For an assessment to be valid, the officer must demonstrate both a subjective and an objective opinion that the appellant was not entitled to the support payment claimed.

Tribunal's interpretation of paragraph 9(1), Schedule 16 FA 2020, and section 29 TMA.

Subjective test: The officer must believe the information available points towards an insufficiency of tax. This is more than mere suspicion but doesn't require a conclusion that insufficiency is more probable than not.

Jerome Anderson v HMRC [2018] UKUT 159

Objective test: The officer's belief must be one a reasonable officer could form on the information available. The tribunal doesn't substitute its own belief for the officer's.

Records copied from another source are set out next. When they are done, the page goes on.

//! Opaque server messages.
//!
//! The game server's message schema (cards, tricks, scoreboards, ...) is
//! owned by the server. The bridge only needs to know that a payload is
//! well-formed JSON so it can be forwarded to the browser unchanged, so
//! [`Message`] wraps the parsed JSON value without interpreting it.

use serde::{Deserialize, Serialize};
use serde_json::Value;

use crate::error::ProtocolError;

/// A single JSON message decoded from one upstream frame.
///
/// Serializes transparently as the inner JSON document.
#[derive(Debug, Clone, PartialEq, Serialize, Deserialize)]
#[serde(transparent)]
pub struct Message(Value);

impl Message {
    /// Decode a frame payload as a UTF-8 JSON document.
    ///
    /// # Errors
    ///
    /// Returns [`ProtocolError::InvalidPayload`] if the bytes are not
    /// UTF-8 or not a JSON document.
    pub fn decode(payload: &[u8]) -> Result<Self, ProtocolError> {
        let text = std::str::from_utf8(payload)
            .map_err(|e| ProtocolError::InvalidPayload(format!("payload is not UTF-8: {e}")))?;
        serde_json::from_str(text)
            .map(Self)
            .map_err(|e| ProtocolError::InvalidPayload(format!("payload is not JSON: {e}")))
    }

    /// Borrow the underlying JSON value.
    pub const fn as_json(&self) -> &Value {
        &self.0
    }

    /// Compact JSON text, as written to SSE `data:` lines.
    pub fn to_json_string(&self) -> String {
        self.0.to_string()
    }

    /// Variant name of an externally tagged message, for logging.
    ///
    /// The server encodes unit variants as a bare string
    /// (`"RequestGuess"`) and data variants as a single-key object
    /// (`{"Turn": {...}}`). Anything else has no kind.
    pub fn kind(&self) -> Option<&str> {
        match &self.0 {
            Value::String(name) => Some(name.as_str()),
            Value::Object(map) if map.len() == 1 => map.keys().next().map(String::as_str),
            _ => None,
        }
    }
}

impl From<Value> for Message {
    fn from(value: Value) -> Self {
        Self(value)
    }
}
//! Server-sent event stream of a session's game messages.
//!
//! Clients open `GET /api/events` and receive one `data:` event per
//! message decoded from their upstream connection, preceded by a
//! `retry:` hint. Each identity may hold one stream at a time; closing
//! it deletes the session and its upstream connection.
//!
//! A stream that falls behind by more than the session's event capacity
//! skips the missed messages and resumes from the newest one.

use std::convert::Infallible;
use std::sync::Arc;
use std::time::Duration;

use axum::extract::State;
use axum::http::header::CACHE_CONTROL;
use axum::response::sse::{Event, KeepAlive, Sse};
use axum::response::IntoResponse;
use axum_extra::extract::cookie::CookieJar;
use futures::stream::{self, Stream};
use plump_protocol::Message;
use tokio::sync::broadcast::error::RecvError;
use tokio::sync::broadcast::Receiver;
use tokio::sync::watch;
use tracing::{debug, warn};

use crate::error::GatewayError;
use crate::identity::{self, ClientId};
use crate::registry::SessionRegistry;
use crate::session::Session;
use crate::state::AppState;

/// Open the session's event stream.
///
/// # Route
///
/// `GET /api/events`
///
/// # Errors
///
/// `409` if this identity already has a stream open, `503` if the
/// session limit is reached.
pub async fn events(
    State(state): State<Arc<AppState>>,
    jar: CookieJar,
) -> Result<impl IntoResponse, GatewayError> {
    let settings = &state.config.sessions;
    let (client_id, jar) = identity::resolve(jar, &settings.cookie_name);

    let (session, rx) = attach(&state.registry, client_id)?;
    debug!(client_id = %client_id, "Event stream opened");

    let guard = SubscriptionGuard {
        session,
        registry: Arc::clone(&state.registry),
    };
    let stream = event_stream(rx, guard, state.shutdown_signal(), settings.sse_retry());
    let sse = Sse::new(stream).keep_alive(KeepAlive::new().interval(settings.sse_keep_alive()));

    Ok((jar, [(CACHE_CONTROL, "no-cache")], sse))
}

/// Take the subscriber slot of the session registered for `client_id`.
///
/// A stream closing concurrently may unregister the session it just
/// released; subscribing to that one would leave the new stream on an
/// orphan, so the slot is given back and a fresh session is used.
fn attach(
    registry: &SessionRegistry,
    client_id: ClientId,
) -> Result<(Arc<Session>, Receiver<Message>), GatewayError> {
    loop {
        let session = registry.get_or_create(client_id)?;
        let rx = session.subscribe().ok_or(GatewayError::AlreadySubscribed)?;
        if registry.is_current(&session) {
            return Ok((session, rx));
        }
        session.unsubscribe();
    }
}

/// Turn the session's receiver into SSE events.
///
/// The first event carries only the `retry:` field. The stream ends when
/// `shutdown` turns `true`.
fn event_stream(
    rx: Receiver<Message>,
    guard: SubscriptionGuard,
    shutdown: watch::Receiver<bool>,
    retry: Duration,
) -> impl Stream<Item = Result<Event, Infallible>> {
    let feed = Feed {
        rx,
        guard,
        shutdown,
        retry: Some(retry),
    };

    stream::unfold(feed, |mut feed| async move {
        if let Some(retry) = feed.retry.take() {
            return Some((Ok::<_, Infallible>(Event::default().retry(retry)), feed));
        }
        loop {
            let received = tokio::select! {
                received = feed.rx.recv() => received,
                _ = feed.shutdown.wait_for(|stop| *stop) => return None,
            };
            match received {
                Ok(message) => {
                    let event = Event::default().data(message.to_json_string());
                    return Some((Ok::<_, Infallible>(event), feed));
                }
                Err(RecvError::Lagged(skipped)) => {
                    warn!(client_id = %feed.guard.session.id(), skipped, "Event stream lagged, game messages dropped");
                }
                Err(RecvError::Closed) => return None,
            }
        }
    })
}

struct Feed {
    rx: Receiver<Message>,
    guard: SubscriptionGuard,
    shutdown: watch::Receiver<bool>,
    retry: Option<Duration>,
}

/// Tears the session down when its event stream is dropped, which
/// happens when the browser disconnects.
struct SubscriptionGuard {
    session: Arc<Session>,
    registry: Arc<SessionRegistry>,
}

impl Drop for SubscriptionGuard {
    fn drop(&mut self) {
        // Unregister before freeing the slot so a reconnect cannot
        // subscribe to a session that is about to disappear.
        self.registry.remove_session(&self.session);
        self.session.unsubscribe();
        debug!(client_id = %self.session.id(), "Event stream closed");
    }
}

#[cfg(test)]
#[allow(clippy::unwrap_used)]
mod tests {
    use futures::StreamExt;

    use super::*;
    use crate::config::SessionSettings;

    fn setup() -> (Arc<SessionRegistry>, Arc<Session>) {
        let registry = Arc::new(SessionRegistry::new(&SessionSettings::default()));
        let session = registry.get_or_create(ClientId::new()).unwrap();
        (registry, session)
    }

    fn guard(registry: &Arc<SessionRegistry>, session: &Arc<Session>) -> SubscriptionGuard {
        SubscriptionGuard {
            session: Arc::clone(session),
            registry: Arc::clone(registry),
        }
    }

    #[tokio::test]
    async fn dropping_stream_removes_session() {
        let (registry, session) = setup();
        let rx = session.subscribe().unwrap();
        let (_stop, shutdown) = watch::channel(false);
        let stream = event_stream(rx, guard(&registry, &session), shutdown, Duration::from_secs(10));
        assert_eq!(registry.len(), 1);

        drop(stream);
        assert!(registry.is_empty());
        assert!(!session.has_subscriber());
    }

    #[tokio::test]
    async fn stream_yields_retry_then_messages() {
        let (registry, session) = setup();
        let rx = session.subscribe().unwrap();
        let (_stop, shutdown) = watch::channel(false);
        let mut stream = Box::pin(event_stream(
            rx,
            guard(&registry, &session),
            shutdown,
            Duration::from_secs(10),
        ));

        assert!(stream.next().await.is_some());
        session.publish(Message::decode(b"\"RequestGuess\"").unwrap());
        assert!(stream.next().await.is_some());
    }

    #[tokio::test]
    async fn shutdown_ends_stream_and_removes_session() {
        let (registry, session) = setup();
        let rx = session.subscribe().unwrap();
        let (stop, shutdown) = watch::channel(false);
        let mut stream = Box::pin(event_stream(
            rx,
            guard(&registry, &session),
            shutdown,
            Duration::from_secs(10),
        ));

        assert!(stream.next().await.is_some());
        stop.send_replace(true);
        assert!(stream.next().await.is_none());

        drop(stream);
        assert!(registry.is_empty());
    }

    #[tokio::test]
    async fn reconnect_after_teardown_attaches_to_registered_session() {
        let (registry, session) = setup();
        let id = session.id();
        let rx = session.subscribe().unwrap();
        let (_stop, shutdown) = watch::channel(false);
        let stream = event_stream(rx, guard(&registry, &session), shutdown, Duration::from_secs(10));

        drop(stream);
        // A request that looked the session up before teardown holds a
        // handle that is no longer registered.
        assert!(!registry.is_current(&session));

        let (attached, _rx) = attach(&registry, id).unwrap();
        assert!(!Arc::ptr_eq(&attached, &session));
        assert!(registry.get(id).is_some_and(|s| Arc::ptr_eq(&s, &attached)));
        assert!(attached.has_subscriber());
    }

    #[test]
    fn attach_refuses_second_subscriber() {
        let (registry, session) = setup();
        let _first = attach(&registry, session.id()).unwrap();
        assert!(matches!(
            attach(&registry, session.id()),
            Err(GatewayError::AlreadySubscribed)
        ));
    }

    #[tokio::test]
    async fn lagging_stream_skips_to_newest_messages() {
        let settings = SessionSettings {
            event_capacity: 2,
            ..SessionSettings::default()
        };
        let registry = Arc::new(SessionRegistry::new(&settings));
        let session = registry.get_or_create(ClientId::new()).unwrap();
        let rx = session.subscribe().unwrap();
        let (_stop, shutdown) = watch::channel(false);
        let mut stream = Box::pin(event_stream(
            rx,
            guard(&registry, &session),
            shutdown,
            Duration::from_secs(10),
        ));
        assert!(stream.next().await.is_some());

        for n in 0..5 {
            session.publish(Message::decode(n.to_string().as_bytes()).unwrap());
        }

        // Only the newest two survive the overflow.
        assert!(stream.next().await.is_some());
        assert!(stream.next().await.is_some());
        let pending = tokio::time::timeout(Duration::from_millis(50), stream.next()).await;
        assert!(pending.is_err());
    }
}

Jerome Anderson v HMRC [2018] UKUT 159 and HMRC v Tooth [2021] UKSC 17

HMRC bears the burden of proving the assessment's validity. If successful, the burden shifts to the appellant to demonstrate overcharge.

Tribunal's determination.

EOHOS required traders to keep records on the number of diners, total discount, and value of meals sold.

EOHOS guidance and paragraph 3.1 of the EOHOS Direction

Outcomes

Appeal allowed.

The assessment was not objectively reasonable. The officer unreasonably rejected the appellant's evidence (handwritten bills and daily takings records) despite sufficient corroborating evidence (RTI records, accounts, change in eating patterns).